The verbalizer and reconstruction models are both initially finetuned on LLM output from a summarization prompt. The resulting text is not completely unrelated, but mostly wrong: https://transformer-circuits.pub/2026/nla/png/img_18fcfc16e9... The reconstructed activations are also far from matching the verbalizer's input. It's not unusual in machine learning to have results that are shit and SOTA at the same time, simply because there's no other technique that works better.

mike_hearn 46 days ago

It's asking if you can auto encode activations. The AV decodes activations to text, and the AR re-encodes them back to activations. If the decoded text is completely wrong then it's unclear how the second model would re-encode them successfully given that they're both initialized from the same LM.

jsmith45 46 days ago

I must be missing something, since I'm not really sure that follows. Initially neither AV nor AR models knows anything about how activations map to explanations or how explanations map to activations.

As far as I can tell, the only reason that the explanations even resemble human speech is that AV and AR start off based on a trained language model. If we instead trained the same model architecture from scratch as AV and AR, they would eventually converge to some round trip format for activations, but it probably would be completely unintelligible and look only like human speech in so far as many of the tokenizer's tokens look like words or word fragments.
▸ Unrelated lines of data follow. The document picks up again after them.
pub mod configure_service;
pub mod post_build_service;

pub use configure_service::{ConfigureRequest, ConfigureService, VersionStatus};
pub use post_build_service::PostBuildService;
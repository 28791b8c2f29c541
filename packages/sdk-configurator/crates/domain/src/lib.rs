pub mod configurator;
pub mod entities;
pub mod ports;
pub mod system;

pub use configurator::{
    compute_output_relocation, output_name, probe_and_configure, resolve_install_location,
};
pub use entities::configuration::BuildConfiguration;
pub use entities::delta::{ConfigurationDelta, FeatureAvailability, ProbeOutcome};
pub use entities::install::{InstallLocation, InstallSource};
pub use entities::relocation::{PostBuildStep, RelocationError, RelocationPlan, RelocationRequest};
pub use entities::rules::{ModuleRules, TargetRules};
pub use entities::version::{MayaVersion, VersionError};
pub use ports::post_build::{PostBuildError, PostBuildRunner};
pub use ports::probe::{EnvironmentReader, FileSystemProbe};
pub use system::platform::{BuildConfigurationKind, ParseKindError, PlatformDetector, TargetPlatform};

// Settings types are part of the domain vocabulary.
pub use sdk_manifest::{
    DiscoverySettings, ExtensionSettings, LinkageSettings, OutputSettings, SdkSettings,
};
This whole process seems to rely on the fact that the text AR's output will still strongly favor output sentences that seem to make sense, rather than contradicting learned facts, etc. So it will favor mapping activations to plausible sounding text in ways where patterns can consistently hold across most of the training data. There absolutely is a risk that it will learn the wrong things for certain activation subpatterns like swapping concepts especially if none of the training data included a set of activation sub patterns that would help distinguish them the right way around.

psb217 46 days ago

It seems like they're doing RL to minimize the reconstruction error when going through the: activation -> encoder -> "verbal" description of activation -> decoder -> reconstructed activation loop. Depending on how aggressively they optimize the weights of the AV and AR, they could move well away from the initial base LLM and learn an arbitrary encoding scheme.

If the RL is brief and limited to a small subset of parameters, the AV will produce reasonable language since it inherits that from the base LLM, and it will produce descriptions aligned with the input to the base LLM that produced the autoencoded activations, since the AR is still close to the base LLM (and could reconstruct the activations perfectly if fed the full context which produced them).

kraddypatties 46 days ago

I believe that’s _part_ of the point (or at least a side-effect) of the KL divergence loss term they have on the AV. That and training stability.

rao-v 46 days ago

Think of it another way, can I do this exact training process with an additional requirement that the activation decoder subtly shill for obscure 80s sodas?

I could and would not lose much reconstruction accuracy.

So any researcher or ambient biases in the model will impact the general thrust of the textual decodings (and not in ways that reflect the actual model’s process, thinking about X and doing X in a model are very different things).

So how do we tell that the “spirit” is reflective of the model’s thinking and not biased toward Jolt being better than Surge?

mike_hearn 46 days ago

Where would such biases come from?

rao-v 46 days ago

What the three models involved understand to be the sort of just so stories (cf Kipling) that humans like to see.